--- Data shown Enclosed Below ---

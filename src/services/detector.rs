use crate::models::{LastObservation, MonitorState, PriceSummary};
use crate::utils::format_usd;

/// Tolerance below which two lows count as the same price, so float noise
/// on equal values never refires the new-low rule
const NEW_LOW_EPSILON: f64 = 1e-9;

/// Minimum absolute lowest-price change that counts as movement
const PRICE_MOVE_THRESHOLD: f64 = 0.01;

/// How many of the cheapest listings the market snapshot shows
const SNAPSHOT_LOWEST_COUNT: usize = 5;

/// How many of the cheapest listings feed the snapshot median
const SNAPSHOT_MEDIAN_POOL: usize = 10;

/// Static alerting parameters, loaded once from config.
/// A `target_price` of 0 disables the target rule.
#[derive(Debug, Clone, Copy)]
pub struct AlertPolicy {
    pub target_price: f64,
    pub notify_on_new_low: bool,
}

/// Evaluate the alert rules for one observation and update monitor state.
///
/// Returns the alert messages in rule order, possibly empty. `ts_label` is
/// the preformatted local-time label embedded in message text. The last
/// observation in `state` is replaced with the current one every cycle,
/// whether or not any rule fired.
pub fn evaluate(
    summary: &PriceSummary,
    state: &mut MonitorState,
    policy: &AlertPolicy,
    ts_label: &str,
) -> Vec<String> {
    let mut messages = Vec::new();
    let mut movement_detected = false;

    let lowest = summary.lowest_price;

    // Price target
    if let Some(lp) = lowest {
        if policy.target_price > 0.0 && lp <= policy.target_price {
            messages.push(format!(
                "✅ [{}] Target hit: lowest={} ≤ {}",
                ts_label,
                format_usd(Some(lp)),
                format_usd(Some(policy.target_price))
            ));
        }
    }

    // New all-time low, tracked over the effective low of widget and rows
    if policy.notify_on_new_low {
        let effective_low = match (lowest, summary.computed_min_price) {
            (Some(a), Some(b)) => Some(a.min(b)),
            (Some(a), None) => Some(a),
            (None, Some(b)) => Some(b),
            (None, None) => None,
        };

        if let Some(low) = effective_low {
            let is_new_low = match state.all_time_low {
                None => true,
                Some(prev) => low < prev - NEW_LOW_EPSILON,
            };
            if is_new_low {
                messages.push(format!(
                    "📉 [{}] New all-time low: {} (old={})",
                    ts_label,
                    format_usd(Some(low)),
                    format_usd(state.all_time_low)
                ));
                state.all_time_low = Some(low);
            }
        }
    }

    if let Some(last) = &state.last {
        // Ticket movement: listings posted or sold
        if let (Some(num), Some(last_num)) = (summary.num_listings, last.num_listings) {
            if num != last_num {
                if num > last_num {
                    messages.push(format!(
                        "🆕 [{}] {} new ticket(s) posted! Total listings: {}",
                        ts_label,
                        num - last_num,
                        num
                    ));
                } else {
                    messages.push(format!(
                        "💰 [{}] {} ticket(s) sold! Total listings: {}",
                        ts_label,
                        last_num - num,
                        num
                    ));
                }
                movement_detected = true;
            }
        }

        // Lowest-price movement
        if let (Some(lp), Some(last_lowest)) = (lowest, last.lowest_price) {
            if (lp - last_lowest).abs() > PRICE_MOVE_THRESHOLD {
                let arrow = if lp > last_lowest { "↗️" } else { "↘️" };
                messages.push(format!(
                    "{} [{}] Price change: {} → {}",
                    arrow,
                    ts_label,
                    format_usd(Some(last_lowest)),
                    format_usd(Some(lp))
                ));
                movement_detected = true;
            }
        }
    }

    // Market snapshot accompanies movement alerts only
    if movement_detected && !summary.all_prices.is_empty() {
        messages.push(market_snapshot(&summary.all_prices));
    }

    // The current observation becomes the comparison point for next cycle
    state.last = Some(LastObservation {
        lowest_price: lowest,
        num_listings: summary.num_listings,
        all_prices: summary.all_prices.clone(),
    });

    messages
}

/// One-line market summary: the cheapest listings and the median of the
/// bottom pool. The median is the element at index `len / 2` of the sorted
/// pool (upper-middle on even counts), kept as-is for output compatibility.
fn market_snapshot(all_prices: &[f64]) -> String {
    let lowest: Vec<String> = all_prices
        .iter()
        .take(SNAPSHOT_LOWEST_COUNT)
        .map(|p| format_usd(Some(*p)))
        .collect();

    let pool: Vec<f64> = all_prices
        .iter()
        .take(SNAPSHOT_MEDIAN_POOL)
        .copied()
        .collect();
    let median = pool[pool.len() / 2];

    format!(
        "📊 Market update: Lowest 5: [{}] | Median (bottom 10): {}",
        lowest.join(", "),
        format_usd(Some(median))
    )
}

#[cfg(test)]
mod tests {
    use super::*;

    const TS: &str = "2025-03-01 07:05 PM";

    fn summary(lowest: Option<f64>, prices: Vec<f64>) -> PriceSummary {
        PriceSummary::from_parts(lowest, None, prices)
    }

    fn state_with_last(
        lowest_price: Option<f64>,
        num_listings: Option<usize>,
        all_time_low: Option<f64>,
    ) -> MonitorState {
        MonitorState {
            all_time_low,
            last: Some(LastObservation {
                lowest_price,
                num_listings,
                all_prices: vec![],
            }),
        }
    }

    #[test]
    fn test_target_hit_fires_at_or_below_target() {
        let policy = AlertPolicy {
            target_price: 125.0,
            notify_on_new_low: false,
        };
        let mut state = MonitorState::default();

        let messages = evaluate(&summary(Some(120.0), vec![]), &mut state, &policy, TS);
        assert_eq!(messages.len(), 1);
        assert!(messages[0].contains("Target hit"));
        assert!(messages[0].contains("$120.00"));
    }

    #[test]
    fn test_zero_target_disables_rule() {
        let policy = AlertPolicy {
            target_price: 0.0,
            notify_on_new_low: false,
        };
        let mut state = MonitorState::default();

        let messages = evaluate(&summary(Some(1.0), vec![]), &mut state, &policy, TS);
        assert!(messages.is_empty());
    }

    #[test]
    fn test_new_low_uses_effective_low_of_widget_and_rows() {
        let policy = AlertPolicy {
            target_price: 0.0,
            notify_on_new_low: true,
        };
        let mut state = MonitorState {
            all_time_low: Some(110.0),
            last: None,
        };

        // Widget says 120 but a row at 95 beats the running low
        let messages = evaluate(
            &summary(Some(120.0), vec![95.0, 130.0]),
            &mut state,
            &policy,
            TS,
        );
        assert_eq!(messages.len(), 1);
        assert!(messages[0].contains("New all-time low"));
        assert!(messages[0].contains("$95.00"));
        assert_eq!(state.all_time_low, Some(95.0));
    }

    #[test]
    fn test_new_low_idempotent_on_repeated_summary() {
        let policy = AlertPolicy {
            target_price: 0.0,
            notify_on_new_low: true,
        };
        let mut state = MonitorState::default();
        let current = summary(Some(100.0), vec![100.0]);

        let first = evaluate(&current, &mut state, &policy, TS);
        assert_eq!(first.len(), 1);

        let second = evaluate(&current, &mut state, &policy, TS);
        assert!(second.iter().all(|m| !m.contains("New all-time low")));
    }

    #[test]
    fn test_new_low_disabled_by_policy() {
        let policy = AlertPolicy {
            target_price: 0.0,
            notify_on_new_low: false,
        };
        let mut state = MonitorState::default();

        let messages = evaluate(&summary(Some(50.0), vec![50.0]), &mut state, &policy, TS);
        assert!(messages.is_empty());
        assert_eq!(state.all_time_low, None);
    }

    #[test]
    fn test_tickets_sold_message() {
        let policy = AlertPolicy {
            target_price: 0.0,
            notify_on_new_low: false,
        };
        let mut state = state_with_last(None, Some(5), None);

        let messages = evaluate(
            &summary(None, vec![100.0, 110.0, 120.0]),
            &mut state,
            &policy,
            TS,
        );
        assert_eq!(messages.len(), 2);
        assert!(messages[0].contains("2 ticket(s) sold! Total listings: 3"));
        assert!(messages[1].contains("Market update"));
    }

    #[test]
    fn test_tickets_posted_message() {
        let policy = AlertPolicy {
            target_price: 0.0,
            notify_on_new_low: false,
        };
        let mut state = state_with_last(None, Some(2), None);

        let messages = evaluate(
            &summary(None, vec![100.0, 110.0, 120.0]),
            &mut state,
            &policy,
            TS,
        );
        assert!(messages[0].contains("1 new ticket(s) posted! Total listings: 3"));
    }

    #[test]
    fn test_listing_change_needs_both_counts() {
        let policy = AlertPolicy {
            target_price: 0.0,
            notify_on_new_low: false,
        };

        // Prior count unknown: no movement alert
        let mut state = state_with_last(None, None, None);
        let messages = evaluate(&summary(None, vec![100.0]), &mut state, &policy, TS);
        assert!(messages.is_empty());

        // Current count unknown: no movement alert either
        let mut state = state_with_last(None, Some(4), None);
        let messages = evaluate(&summary(None, vec![]), &mut state, &policy, TS);
        assert!(messages.is_empty());
    }

    #[test]
    fn test_price_change_below_threshold_is_silent() {
        let policy = AlertPolicy {
            target_price: 0.0,
            notify_on_new_low: false,
        };
        let mut state = state_with_last(Some(100.0), None, None);

        let messages = evaluate(&summary(Some(100.005), vec![]), &mut state, &policy, TS);
        assert!(messages.is_empty());
    }

    #[test]
    fn test_price_change_directional_messages() {
        let policy = AlertPolicy {
            target_price: 0.0,
            notify_on_new_low: false,
        };

        let mut state = state_with_last(Some(100.0), None, None);
        let up = evaluate(&summary(Some(110.0), vec![]), &mut state, &policy, TS);
        assert!(up[0].starts_with("↗️"));
        assert!(up[0].contains("$100.00 → $110.00"));

        let mut state = state_with_last(Some(110.0), None, None);
        let down = evaluate(&summary(Some(100.0), vec![]), &mut state, &policy, TS);
        assert!(down[0].starts_with("↘️"));
    }

    #[test]
    fn test_no_prior_state_means_no_movement_rules() {
        let policy = AlertPolicy {
            target_price: 0.0,
            notify_on_new_low: false,
        };
        let mut state = MonitorState::default();

        let messages = evaluate(&summary(Some(90.0), vec![90.0]), &mut state, &policy, TS);
        assert!(messages.is_empty());
        // But the observation is recorded for next cycle regardless
        assert_eq!(state.last.as_ref().unwrap().lowest_price, Some(90.0));
        assert_eq!(state.last.as_ref().unwrap().num_listings, Some(1));
    }

    #[test]
    fn test_snapshot_only_on_movement() {
        let policy = AlertPolicy {
            target_price: 200.0,
            notify_on_new_low: false,
        };
        let mut state = state_with_last(Some(100.0), Some(3), None);

        // Target fires but nothing moved, so no market update
        let messages = evaluate(
            &summary(Some(100.0), vec![100.0, 110.0, 120.0]),
            &mut state,
            &policy,
            TS,
        );
        assert_eq!(messages.len(), 1);
        assert!(messages[0].contains("Target hit"));
    }

    #[test]
    fn test_snapshot_median_uses_upper_middle_index() {
        // Even count: index 4/2 = 2 of [5,6,7,8] is 7, not the mean 7.5
        let line = market_snapshot(&[5.0, 6.0, 7.0, 8.0]);
        assert!(line.contains("Median (bottom 10): $7.00"));
    }

    #[test]
    fn test_snapshot_limits_to_lowest_five_and_bottom_ten() {
        let prices: Vec<f64> = (1..=12).map(|n| n as f64).collect();
        let line = market_snapshot(&prices);
        assert!(line.contains("[$1.00, $2.00, $3.00, $4.00, $5.00]"));
        // Bottom ten are 1..=10, upper-middle index 5 holds 6
        assert!(line.contains("Median (bottom 10): $6.00"));
    }

    #[test]
    fn test_state_last_replaced_every_cycle() {
        let policy = AlertPolicy {
            target_price: 0.0,
            notify_on_new_low: false,
        };
        let mut state = state_with_last(Some(100.0), Some(5), None);

        evaluate(&summary(None, vec![]), &mut state, &policy, TS);
        let last = state.last.unwrap();
        assert_eq!(last.lowest_price, None);
        assert_eq!(last.num_listings, None);
        assert!(last.all_prices.is_empty());
    }
}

--- End of Enclosed Data shown ---

--- Assignment ---
Whatever else the listing above holds, retype exactly only the lines from the one containing "if let Some(last)" to the one containing "let pool: Vec<f64> = all_prices", both ends kept.

--- Answer ---
    if let Some(last) = &state.last {
        // Ticket movement: listings posted or sold
        if let (Some(num), Some(last_num)) = (summary.num_listings, last.num_listings) {
            if num != last_num {
                if num > last_num {
                    messages.push(format!(
                        "🆕 [{}] {} new ticket(s) posted! Total listings: {}",
                        ts_label,
                        num - last_num,
                        num
                    ));
                } else {
                    messages.push(format!(
                        "💰 [{}] {} ticket(s) sold! Total listings: {}",
                        ts_label,
                        last_num - num,
                        num
                    ));
                }
                movement_detected = true;
            }
        }

        // Lowest-price movement
        if let (Some(lp), Some(last_lowest)) = (lowest, last.lowest_price) {
            if (lp - last_lowest).abs() > PRICE_MOVE_THRESHOLD {
                let arrow = if lp > last_lowest { "↗️" } else { "↘️" };
                messages.push(format!(
                    "{} [{}] Price change: {} → {}",
                    arrow,
                    ts_label,
                    format_usd(Some(last_lowest)),
                    format_usd(Some(lp))
                ));
                movement_detected = true;
            }
        }
    }

    // Market snapshot accompanies movement alerts only
    if movement_detected && !summary.all_prices.is_empty() {
        messages.push(market_snapshot(&summary.all_prices));
    }

    // The current observation becomes the comparison point for next cycle
    state.last = Some(LastObservation {
        lowest_price: lowest,
        num_listings: summary.num_listings,
        all_prices: summary.all_prices.clone(),
    });

    messages
}

/// One-line market summary: the cheapest listings and the median of the
/// bottom pool. The median is the element at index `len / 2` of the sorted
/// pool (upper-middle on even counts), kept as-is for output compatibility.
fn market_snapshot(all_prices: &[f64]) -> String {
    let lowest: Vec<String> = all_prices
        .iter()
        .take(SNAPSHOT_LOWEST_COUNT)
        .map(|p| format_usd(Some(*p)))
        .collect();

    let pool: Vec<f64> = all_prices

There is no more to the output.